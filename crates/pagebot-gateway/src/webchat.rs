// SPDX-FileCopyrightText: 2026 Pagebot Contributors
// SPDX-License-Identifier: MIT OR Apache-2.0

//! Webchat delivery.
//!
//! The widget polls `GET /api/webchat/messages`, which reads the message
//! log. Replies therefore need no transport: the engine logs every outbound
//! message, and this adapter only acknowledges the send.

use async_trait::async_trait;
use pagebot_core::traits::{ChannelAdapter, PluginAdapter};
use pagebot_core::types::{AdapterType, Channel, HealthStatus, MessageId, OutboundMessage};
use pagebot_core::PagebotError;
use tracing::debug;

#[derive(Debug, Default)]
pub struct WebchatChannel;

impl WebchatChannel {
    pub fn new() -> Self {
        Self
    }
}

#[async_trait]
impl PluginAdapter for WebchatChannel {
    fn name(&self) -> &str {
        "webchat"
    }

    fn version(&self) -> semver::Version {
        semver::Version::new(0, 1, 0)
    }

    fn adapter_type(&self) -> AdapterType {
        AdapterType::Channel
    }

    async fn health_check(&self) -> Result<HealthStatus, PagebotError> {
        Ok(HealthStatus::Healthy)
    }

    async fn shutdown(&self) -> Result<(), PagebotError> {
        Ok(())
    }
}

#[async_trait]
impl ChannelAdapter for WebchatChannel {
    fn channel(&self) -> Channel {
        Channel::Webchat
    }

    async fn send(&self, msg: OutboundMessage) -> Result<MessageId, PagebotError> {
        debug!(
            page_id = msg.page_id.as_str(),
            recipient = msg.recipient_id.as_str(),
            "webchat reply queued for polling"
        );
        Ok(MessageId(uuid::Uuid::new_v4().to_string()))
    }
}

== TASK DIRECTIONS ==
Set down the whole of the material again, exactly.

== OUTPUT FOR THIS TASK ==
filename crates/pagebot-gateway/src/webchat.rs
// SPDX-FileCopyrightText: 2026 Pagebot Contributors
// SPDX-License-Identifier: MIT OR Apache-2.0

//! Webchat delivery.
//!
//! The widget polls `GET /api/webchat/messages`, which reads the message
//! log. Replies therefore need no transport: the engine logs every outbound
//! message, and this adapter only acknowledges the send.

use async_trait::async_trait;
use pagebot_core::traits::{ChannelAdapter, PluginAdapter};
use pagebot_core::types::{AdapterType, Channel, HealthStatus, MessageId, OutboundMessage};
use pagebot_core::PagebotError;
use tracing::debug;

#[derive(Debug, Default)]
pub struct WebchatChannel;

impl WebchatChannel {
    pub fn new() -> Self {
        Self
    }
}

#[async_trait]
impl PluginAdapter for WebchatChannel {
    fn name(&self) -> &str {
        "webchat"
    }

    fn version(&self) -> semver::Version {
        semver::Version::new(0, 1, 0)
    }

    fn adapter_type(&self) -> AdapterType {
        AdapterType::Channel
    }

    async fn health_check(&self) -> Result<HealthStatus, PagebotError> {
        Ok(HealthStatus::Healthy)
    }

    async fn shutdown(&self) -> Result<(), PagebotError> {
        Ok(())
    }
}

#[async_trait]
impl ChannelAdapter for WebchatChannel {
    fn channel(&self) -> Channel {
        Channel::Webchat
    }

    async fn send(&self, msg: OutboundMessage) -> Result<MessageId, PagebotError> {
        debug!(
            page_id = msg.page_id.as_str(),
            recipient = msg.recipient_id.as_str(),
            "webchat reply queued for polling"
        );
        Ok(MessageId(uuid::Uuid::new_v4().to_string()))
    }
}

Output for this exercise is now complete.